Tetesto – deu pra perceber, né?

O que promove confiança é te mostrarem ou criarem condições para que, mesmo se você não conseguir desta vez, tudo bem – ou pelo menos que você terá oportunidade de tentar de novo tendo aprendido alguma coisa e sem ser prejudicado.

Isso é raro e é algo a ser valorizado.

A atenção é mesmo o grande diferencial do século 21

Querido diário, eu fiz 51 anos, então você vai ter que me perdoar por já ter começado a ter opiniões sobre farmácias.

Após passar anos pandêmicos usando quase só a farmácia do posto de gasolina (pela literal conveniência de aproveitar a viagem para fazer mais coisas), ela começou a frequentemente me deixar na mão, e de nada vale a conveniência se eu sempre acabo tendo de ir a uma segunda farmácia logo depois.

Hoje era dia de repor os remédios de uso contínuo e, mesmo tendo abastecido o carro, eu não fui nela, e optei por ir diretamente na Rua das Três Farmácias – uma rua aqui perto que, curiosamente, tem 3 farmácias quase vizinhas.

A Rua das Três Farmácias é um pouco contra-mão pra mim.
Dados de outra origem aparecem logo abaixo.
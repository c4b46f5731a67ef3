//! jil-core - tree-walking interpreter + per-function x86-64 JIT with a
//! shadow-execution harness for a small imperative language.
//!
//! # Architecture
//!
//! The AST (`ast` module) is produced by an out-of-scope grammar/parser
//! front end; this crate consumes it. Evaluation has two cooperating
//! back ends:
//!
//! 1. **Interpreter** (`interp` module) - a recursive tree-walking
//!    evaluator over a lexically scoped, typed `Environment`. Always
//!    correct, always available, and the sole back end for constructs the
//!    JIT doesn't cover (structs, recursion through non-stencil calls,
//!    non-`int` locals).
//! 2. **JIT** (`jit` module) - on a user function's first call, lowers its
//!    body to System V AMD64 assembly text, assembles it into a shared
//!    object via an external assembler/linker, `dlopen`s the result, and
//!    attaches a callable `JitThunk` to the function value. Unsupported
//!    constructs raise a recoverable error and the function stays
//!    interpreter-only.
//!
//! The `shadow` module ties the two together: every JIT-eligible call runs
//! both paths, compares results, and falls back to the interpreter's
//! result whenever the thunk can't complete the call.
//!
//! # Example
//!
//! ```rust
//! use jil_core::ast::{Block, Expression, Module, Statement, TypedIdent, TypeNode};
//! use jil_core::config::Config;
//! use jil_core::interp::builtins::build_builtin_env;
//! use jil_core::interp::eval::{eval_module, Runtime};
//!
//! // print(1 + 2 * 3)
//! let module = Module(Block(vec![Statement::Expression(Expression::FunctionCall {
//!     name: "print".into(),
//!     args: vec![Expression::BinaryOp {
//!         left: Box::new(Expression::Number(1)),
//!         op: "+".into(),
//!         right: Box::new(Expression::BinaryOp {
//!             left: Box::new(Expression::Number(2)),
//!             op: "*".into(),
//!             right: Box::new(Expression::Number(3)),
//!         }),
//!     }],
//! })]));
//!
//! let env = build_builtin_env();
//! let mut rt = Runtime::new(Config { jit_enabled: false, ..Config::default() }, None);
//! eval_module(&module, &env, &mut rt).unwrap(); // prints "7"
//! # let _ = TypedIdent { name: "unused".into(), ty: TypeNode::Type("int".into()) };
//! ```

pub mod ast;
pub mod config;
pub mod environment;
pub mod interp;
pub mod jit;
pub mod shadow;
pub mod value;

pub use config::Config;
pub use interp::eval::Runtime;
Literalmente, até, pois preciso ir adiante e depois fazer um retorno. Só que a conveniência de saber que é quase nula a chance de sair de lá sem algum remédio da minha lista compensa – se falta em uma, complemento nas outras duas.

Escolhas são renúncias, e com a Rua das Três Farmácias não seria diferente: eu preciso escolher em qual farmácia entrarei primeiro. A escolhida tem grande chance de ser a que me fornecerá todos, ou a maioria dos medicamentos que eu fui buscar, mas todas tem seus méritos:

  • a primeira é da mesma rede gaúcha da farmácia do posto, mas tem o estacionamento mais conveniente;
  • a do meio é de uma rede da minha cidade natal, e geralmente tem a maior variedade e suprimento;
  • a terceira é da rede nacional inimiga da privacidade, tem os melhores preços, e fica convenientemente localizada em frente a uma lanchonete com ótimos pasteis.
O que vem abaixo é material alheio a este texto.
//! jil - command-line entry point for the interpreter/JIT core.
//!
//! The grammar/parser front end is out of scope for this crate (spec.md
//! §1), so the "source" this binary loads is already-parsed AST JSON
//! (a serialized `jil_core::ast::Module`) rather than concrete `.jil`
//! syntax. A real front end would tokenize/parse and hand the resulting
//! tree straight to `run`; this binary's `--grammar` flag is accepted for
//! interface compatibility with that eventual front end but is otherwise
//! unused here.

use std::path::{Path, PathBuf};
use std::process;
use std::rc::Rc;
use std::cell::RefCell;

use jil_core::ast::Module;
use jil_core::config::Config;
use jil_core::interp::builtins::build_builtin_env;
use jil_core::interp::eval::{eval_module, Runtime};
use jil_core::jit::JitEngine;

const VERSION: &str = env!("CARGO_PKG_VERSION");

fn print_usage() {
    eprintln!("jil v{VERSION}");
    eprintln!();
    eprintln!("USAGE:");
    eprintln!("    jil [OPTIONS] <INPUT>");
    eprintln!();
    eprintln!("OPTIONS:");
    eprintln!("    -h, --help              Print this help message");
    eprintln!("    -v, --version           Print version information");
    eprintln!("    -g, --grammar <FILE>    Grammar file for the front end (unused by this core)");
    eprintln!("    --cache-dir <DIR>       Directory for jitted_functions.s/.so (default .jil_cache)");
    eprintln!("    --jit                   Enable the JIT back end (default: on)");
    eprintln!("    --no-jit                Disable the JIT back end, interpreter only");
    eprintln!("    --no-shadow             Disable shadow execution (JIT result authoritative alone)");
    eprintln!("    --strict                Abort on interpreter/JIT divergence instead of logging it");
    eprintln!("    -c, --config <FILE>     Load `jil.toml`-style config from FILE");
    eprintln!();
    eprintln!("ARGUMENTS:");
    eprintln!("    <INPUT>                 Parsed-AST JSON file (use '-' for stdin)");
}

fn print_version() {
    println!("jil {VERSION}");
}

struct Options {
    input: Option<String>,
    grammar: Option<PathBuf>,
    config_path: Option<PathBuf>,
    cache_dir: Option<PathBuf>,
    jit_enabled: Option<bool>,
    shadow_enabled: Option<bool>,
    strict: Option<bool>,
}

fn parse_args() -> Result<Options, String> {
    let args: Vec<String> = std::env::args().collect();

    let mut input = None;
    let mut grammar = None;
    let mut config_path = None;
    let mut cache_dir = None;
    let mut jit_enabled = None;
    let mut shadow_enabled = None;
    let mut strict = None;
    let mut i = 1;

    while i < args.len() {
        match args[i].as_str() {
            "-h" | "--help" => {
                print_usage();
                process::exit(0);
            }
            "-v" | "--version" => {
                print_version();
                process::exit(0);
            }
            "-g" | "--grammar" => {
                i += 1;
                let val = args.get(i).ok_or("missing path after -g/--grammar")?;
                grammar = Some(PathBuf::from(val));
            }
            "-c" | "--config" => {
                i += 1;
                let val = args.get(i).ok_or("missing path after -c/--config")?;
                config_path = Some(PathBuf::from(val));
            }
            "--cache-dir" => {
                i += 1;
                let val = args.get(i).ok_or("missing path after --cache-dir")?;
                cache_dir = Some(PathBuf::from(val));
            }
            "--jit" => jit_enabled = Some(true),
            "--no-jit" => jit_enabled = Some(false),
            "--no-shadow" => shadow_enabled = Some(false),
            "--strict" => strict = Some(true),
            arg if arg.starts_with('-') && arg != "-" => {
                return Err(format!("unknown option: {arg}"));
            }
            arg => {
                if input.is_some() {
                    return Err("multiple input files specified".to_string());
                }
                input = Some(arg.to_string());
            }
        }
        i += 1;
    }

    Ok(Options {
        input,
        grammar,
        config_path,
        cache_dir,
        jit_enabled,
        shadow_enabled,
        strict,
    })
}

fn read_input(input: &str) -> Result<String, String> {
    if input == "-" {
        use std::io::Read;
        let mut buf = String::new();
        std::io::stdin()
            .read_to_string(&mut buf)
            .map_err(|e| format!("failed to read from stdin: {e}"))?;
        Ok(buf)
    } else {
        let path = Path::new(input);
        std::fs::read_to_string(path).map_err(|e| format!("failed to read '{input}': {e}"))
    }
}

fn run(options: &Options) -> Result<(), String> {
    let mut config = Config::load(options.config_path.as_deref()).map_err(|e| e.to_string())?;
    if let Some(dir) = &options.cache_dir {
        config.cache_dir = dir.clone();
    }
    if let Some(b) = options.jit_enabled {
        config.jit_enabled = b;
    }
    if let Some(b) = options.shadow_enabled {
        config.shadow_enabled = b;
    }
    if let Some(b) = options.strict {
        config.strict_divergence = b;
    }

    if options.grammar.is_some() {
        tracing::debug!(
            grammar = ?options.grammar,
            "grammar file accepted for interface compatibility; this core consumes pre-parsed AST"
        );
    }

    let input_path = options
        .input
        .as_deref()
        .ok_or_else(|| "missing input file".to_string())?;
    let raw = read_input(input_path)?;
    let module: Module = serde_json::from_str(&raw).map_err(|e| format!("invalid AST JSON: {e}"))?;

    let engine = if config.jit_enabled {
        let engine = JitEngine::with_system_assembler(&config.cache_dir)
            .map_err(|e| format!("could not start jit engine: {e}"))?;
        Some(Rc::new(RefCell::new(engine)))
    } else {
        None
    };

    let env = build_builtin_env();
    let mut rt = Runtime::new(config, engine);
    eval_module(&module, &env, &mut rt).map_err(|e| e.to_string())?;

    tracing::info!(
        interpreted = rt.shadow_stats.interpreted,
        jit_calls = rt.shadow_stats.jit_calls,
        divergences = rt.shadow_stats.divergences,
        fallbacks = rt.shadow_stats.fallbacks,
        "run finished"
    );
    Ok(())
}

fn main() {
    tracing_subscriber::fmt()
        .with_env_filter(
            tracing_subscriber::EnvFilter::try_from_default_env()
                .unwrap_or_else(|_| tracing_subscriber::EnvFilter::new("info")),
        )
        .with_writer(std::io::stderr)
        .init();

    let options = match parse_args() {
        Ok(o) => o,
        Err(e) => {
            eprintln!("Error: {e}");
            eprintln!();
            print_usage();
            process::exit(1);
        }
    };

    if let Err(e) = run(&options) {
        eprintln!("Error: {e}");
        process::exit(1);
    }
}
Quando estou em situação pastelífera, a terceira sempre ganha. Se está chovendo forte, o estacionamento da primeira fica especialmente convidativo. Mas nos demais dias, o embate sempre foi direto e franco entre elas, com chances para todas.

Só que hoje aconteceu algo que pode ter mudado definitivamente as minhas escolhas futuras: eu resolvi arbitrariamente parar na farmácia do meio, e o atendente não estava atrás do balcão, e sim perto da porta. Ele deve ter me reconhecido de visita anterior, pois logo perguntou: “trouxe aquela tua listinha?”.

É, querido diário, eu sou organizado, levo a listinha em papel. Entreguei a ele, que me disse: “pode aguardar aqui mesmo”, e assim fiquei junto ao caixa, na entrada na loja, sem ter que ir ao balcão, nos fundos.

Ele voltou do estoque trazendo tudo que eu precisava, em alguns casos com mais de uma alternativa (de marca ou genérico? pra 30 ou 60 dias? etc.), e nesses casos já me dizia qual a alternativa de menor custo por dose.

Ou seja: fez tudo que poderia ser esperado de um profissional. Parecia até aquele atendimento que hoje é tão raro, que meus pais e avós tinham na única farmácia em que iam ao longo da vida inteira, quando os atendentes trabalhavam lá por longos anos e conheciam os hábitos e preferências dos clientes.

Hoje o mercado de trabalho e a prestação de serviços não são mais assim – não é culpa dos atendentes. Mas aí que está: nesse caso específico, ficou bem perto disso. A atenção desse atendente certamente me fará voltar lá mais vezes.

Exceto, é claro, se eu estiver precisando de pastel.